All 19 CVE vulnerabilities found in open build service, with AI-generated Chinese analysis, references, and POCs.

This page catalogs vulnerabilities associated with Open Build Service, a decentralized build platform developed by openSUSE, categorized under software weakness types such as input validation errors and improper access controls. The content aggregates security advisories, common vulnerabilities, and exposures affecting various releases and configurations of the Open Build Service ecosystem. This collection spans from the earliest public disclosures up to recent reports, ensuring a comprehensive historical view of known issues impacting the platform’s integrity and reliability. Users can leverage this resource to track vendor advisories issued by SUSE or community contributors, helping them stay informed about critical patches and mitigation strategies. Additionally, the page allows visitors to understand specific weakness classes by examining how they manifest within the build system’s architecture, including repository handling and package signing processes. Researchers and developers can also look up a product’s vulnerability history to identify recurring patterns or persistent security gaps over time. This structured approach facilitates risk assessment for organizations deploying Open Build Service in their continuous integration pipelines. By consolidating disparate security data into a single view, the page supports proactive defense mechanisms and informed decision-making regarding system updates and configuration changes.
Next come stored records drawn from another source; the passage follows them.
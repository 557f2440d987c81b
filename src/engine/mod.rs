// src/engine/mod.rs

//! Orchestration engine for wsrun.
//!
//! - [`planner`] is the pure pipeline from workspace info to an ordered
//!   [`ExecutionPlan`](crate::dag::ExecutionPlan).
//! - [`orchestrator`] runs that plan sequentially or staggered-parallel
//!   through a [`ScriptRunner`](crate::exec::ScriptRunner).

pub mod orchestrator;
pub mod planner;

pub use orchestrator::{ExecutionReport, PackageStatus, run_sequential, run_staggered};
pub use planner::{PlanRequest, ResolvedPlan, expand_targets, resolve_plan};
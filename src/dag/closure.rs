// src/dag/closure.rs

//! Upstream / downstream closure over the dependency graph.

use std::collections::{HashSet, VecDeque};

use crate::dag::graph::DependencyGraph;
use crate::types::PackageName;

/// Which edges a closure follows.
#[derive(Debug, Clone, Copy, PartialEq, Eq)]
pub enum Direction {
    /// Declared dependencies (what a package needs).
    Upstream,
    /// Dependents (what needs a package).
    Downstream,
}

/// Packages reachable from `seeds` by repeatedly following `direction`,
/// in breadth-first discovery order, excluding the seeds themselves.
///
/// Every package is reported once, at first discovery, so diamonds and
/// cycles terminate.
pub fn closure(graph: &DependencyGraph, seeds: &[PackageName], direction: Direction) -> Vec<PackageName> {
    let mut visited: HashSet<PackageName> = seeds.iter().cloned().collect();
    let mut frontier: VecDeque<&str> = seeds.iter().map(|s| s.as_str()).collect();
    let mut discovered = Vec::new();

    while let Some(current) = frontier.pop_front() {
        let neighbours = match direction {
            Direction::Upstream => graph.dependencies_of(current),
            Direction::Downstream => graph.dependents_of(current),
        };

        for next in neighbours {
            if visited.insert(next.clone()) {
                discovered.push(next.clone());
                frontier.push_back(next.as_str());
            }
        }
    }

    discovered
}
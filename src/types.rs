use std::time::Duration;

use serde::Deserialize;

/// Canonical package name type used throughout the crate.
pub type PackageName = String;

/// How the execution plan is run.
///
/// - `Sequential`: one package at a time in topological order, stopping at
///   the first failure (default).
/// - `Parallel`: every package is started after `position × stagger` and
///   they run concurrently; the first failure cancels the rest.
#[derive(Debug, Clone, Copy, PartialEq, Eq, Deserialize)]
#[serde(rename_all = "lowercase")]
pub enum ExecutionMode {
    Sequential,
    Parallel,
}

impl Default for ExecutionMode {
    fn default() -> Self {
        ExecutionMode::Sequential
    }
}

/// Which closures to add on top of the regex-matched packages.
#[derive(Debug, Clone, Copy, Default, PartialEq, Eq)]
pub struct Propagation {
    pub upstream: bool,
    pub downstream: bool,
}

/// Parse a simple duration string like `"3s"`, `"250ms"`, `"1m"`, `"2h"`.
pub fn parse_duration(s: &str) -> Result<Duration, String> {
    let s = s.trim();
    if s.is_empty() {
        return Err("empty duration string".to_string());
    }

    // Find the boundary between digits and suffix.
    let idx = s
        .chars()
        .position(|c| !c.is_ascii_digit())
        .ok_or_else(|| "duration missing unit suffix".to_string())?;

    let (num_part, unit_part) = s.split_at(idx);
    let value: u64 = num_part
        .parse()
        .map_err(|e| format!("invalid duration number '{}': {}", num_part, e))?;
    let unit = unit_part.trim().to_lowercase();

    let secs_per_unit = match unit.as_str() {
        "ms" => return Ok(Duration::from_millis(value)),
        "s" => 1,
        "m" => 60,
        "h" => 60 * 60,
        _ => {
            return Err(format!(
                "unsupported duration unit '{}'; expected ms, s, m, or h",
                unit
            ));
        }
    };

    value
        .checked_mul(secs_per_unit)
        .map(Duration::from_secs)
        .ok_or_else(|| format!("duration '{s}' is too large"))
}
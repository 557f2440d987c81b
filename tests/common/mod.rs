#![allow(dead_code)]

use std::collections::HashMap;
use std::time::Duration;

pub use wsrun_test_utils::builders::{PlanRequestBuilder, WorkspaceBuilder, WorkspaceFixture};
pub use wsrun_test_utils::fake_runner::{FakeBehaviour, FakeScriptRunner};
pub use wsrun_test_utils::{init_tracing, with_timeout};

pub use tokio_util::sync::CancellationToken;

use wsrun::RunOptions;
use wsrun::types::ExecutionMode;

/// A -> B -> C chain (B depends on A, C depends on B), all defining `build`.
pub fn abc_chain() -> WorkspaceFixture {
    WorkspaceBuilder::new()
        .package("a", &[], &["build"])
        .package("b", &["a"], &["build"])
        .package("c", &["b"], &["build"])
        .build()
}

pub fn sequential() -> RunOptions {
    RunOptions {
        mode: ExecutionMode::Sequential,
        stagger: Duration::ZERO,
        dry_run: false,
    }
}

pub fn staggered(stagger: Duration) -> RunOptions {
    RunOptions {
        mode: ExecutionMode::Parallel,
        stagger,
        dry_run: false,
    }
}

pub fn behaviours(entries: &[(&str, u64, Option<i32>)]) -> HashMap<String, FakeBehaviour> {
    entries
        .iter()
        .map(|(name, millis, exit_code)| {
            (
                name.to_string(),
                FakeBehaviour {
                    duration: Duration::from_millis(*millis),
                    exit_code: *exit_code,
                },
            )
        })
        .collect()
}

/// A shutdown token nobody fires.
pub fn no_shutdown() -> CancellationToken {
    CancellationToken::new()
}
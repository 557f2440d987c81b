// src/config/loader.rs

use std::fs;
use std::path::{Path, PathBuf};

use tracing::debug;

use crate::config::model::{ConfigFile, RawConfigFile};
use crate::errors::Result;

/// Load a configuration file from a given path and return the raw `RawConfigFile`.
///
/// This only performs TOML deserialization; it does **not** perform semantic
/// validation. Use [`load_and_validate`] for that.
pub fn load_from_path(path: impl AsRef<Path>) -> Result<RawConfigFile> {
    let path = path.as_ref();
    let contents = fs::read_to_string(path)?;

    let config: RawConfigFile = toml::from_str(&contents)?;

    Ok(config)
}

/// Load a configuration file from path and validate it.
pub fn load_and_validate(path: impl AsRef<Path>) -> Result<ConfigFile> {
    let raw_config = load_from_path(&path)?;
    let config = ConfigFile::try_from(raw_config)?;
    Ok(config)
}

/// Resolve the effective configuration for a run.
///
/// - An explicitly requested file must exist.
/// - Otherwise `Wsrun.toml` in `base_dir` is used when present, and the
///   built-in defaults when it is not.
pub fn resolve_config(explicit: Option<&Path>, base_dir: &Path) -> Result<ConfigFile> {
    if let Some(path) = explicit {
        return load_and_validate(path);
    }

    let candidate = base_dir.join(default_config_path());
    if candidate.is_file() {
        debug!(path = %candidate.display(), "loading config file");
        load_and_validate(&candidate)
    } else {
        debug!("no config file found; using built-in defaults");
        Ok(ConfigFile::default())
    }
}

/// Name of the config file looked up in the working directory.
pub fn default_config_path() -> PathBuf {
    PathBuf::from("Wsrun.toml")
}

#[cfg(test)]
mod tests {
    use super::*;
    use crate::errors::WsrunError;
    use crate::types::ExecutionMode;
    use std::time::Duration;

    #[test]
    fn missing_default_file_falls_back_to_defaults() {
        let dir = tempfile::tempdir().unwrap();
        let cfg = resolve_config(None, dir.path()).unwrap();
        assert_eq!(cfg.mode, ExecutionMode::Sequential);
    }

    #[test]
    fn default_file_in_base_dir_is_picked_up() {
        let dir = tempfile::tempdir().unwrap();
        fs::write(
            dir.path().join("Wsrun.toml"),
            "[run]\nmode = \"parallel\"\nstagger = \"2s\"\n",
        )
        .unwrap();

        let cfg = resolve_config(None, dir.path()).unwrap();
        assert_eq!(cfg.mode, ExecutionMode::Parallel);
        assert_eq!(cfg.stagger, Duration::from_secs(2));
    }

    #[test]
    fn missing_explicit_file_is_an_error() {
        let dir = tempfile::tempdir().unwrap();
        let result = resolve_config(Some(&dir.path().join("nope.toml")), dir.path());
        assert!(matches!(result, Err(WsrunError::IoError(_))));
    }

    #[test]
    fn unknown_keys_are_rejected() {
        let dir = tempfile::tempdir().unwrap();
        let path = dir.path().join("Wsrun.toml");
        fs::write(&path, "[run]\nretries = 3\n").unwrap();

        assert!(matches!(
            load_and_validate(&path),
            Err(WsrunError::TomlError(_))
        ));
    }
}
The focus remains strictly on factual security information, excluding speculative or unverified claims to maintain accuracy and utility for technical audiences seeking precise details about known flaws in this widely used build infrastructure tool.

Vendor: SUSE

CVE IDTitleCVSSSeverityPublished
CVE-2022-21949 Multiple XXE vulnerabilities in OBS CWE-611 8.8 High2022-05-03
CVE-2020-8031 obs: Stored XSS CWE-79 6.3 Medium2021-02-11
CVE-2018-12475 obs-service-download_files allows downloading from localhost or intranet hosts CWE-610 6.5 Medium2020-09-01
CVE-2020-8021 unauthorized read access to files where sourceaccess is disabled via a crafted _service file in Open Build Service CWE-269 5.3 Medium2020-05-19
CVE-2019-3685 Missing TLS certificate validation for HTTPS connections in osc CWE-295 7.4 High2019-11-05
CVE-2018-12474 Crafted service parameters allows to induce unexpected behaviour in obs-service-tar_scm CWE-20 8.8 -2018-10-09
CVE-2018-12477 obs-service-refresh_patches can be tricked into deleting '..' or other unrelated directories CWE-93 6.5 -2018-10-09
CVE-2018-12478 obs-service-replace_using_package_version allows to specify arbitrary input files CWE-20 6.5 -2018-10-09
CVE-2018-12479 Request controller allows to create requests with arbitrary request IDs CWE-20 7.5 -2018-10-09
CVE-2018-12473 path traversal in obs-service-tar_scm CWE-23 7.5 -2018-10-02
CVE-2011-4183 open build service allows anyone to upload rpms CWE-862 9.8 -2018-06-13
CVE-2011-4181 open build service information leak via unauthorized source access CWE-284 7.5 -2018-06-11
CVE-2014-0594 CSRF protection incorrectly disabled CWE-352 8.8 -2018-06-08
CVE-2013-3703 No write permission check in change_role command CWE-862 6.5 -2018-06-08
CVE-2018-7688 Open Build Service accepts arbitrary reviews CWE-862 6.5 -2018-06-07
CVE-2018-7689 Open Build Service arbitrary package modification CWE-862 6.5 -2018-06-07
CVE-2015-0796 open build service source server symlink exploitation via source patch 7.7 -2018-03-02
CVE-2017-5188 OBS worker VM escape via relative symbolic links 6.5 -2018-03-01
CVE-2017-9268 open-build-service retrigger / wipebinaries hitting the wrong project bypassing access permissions 6.5 -2018-03-01

All 19 known CVE vulnerabilities affecting open build service with full Chinese analysis, references, and POCs where available.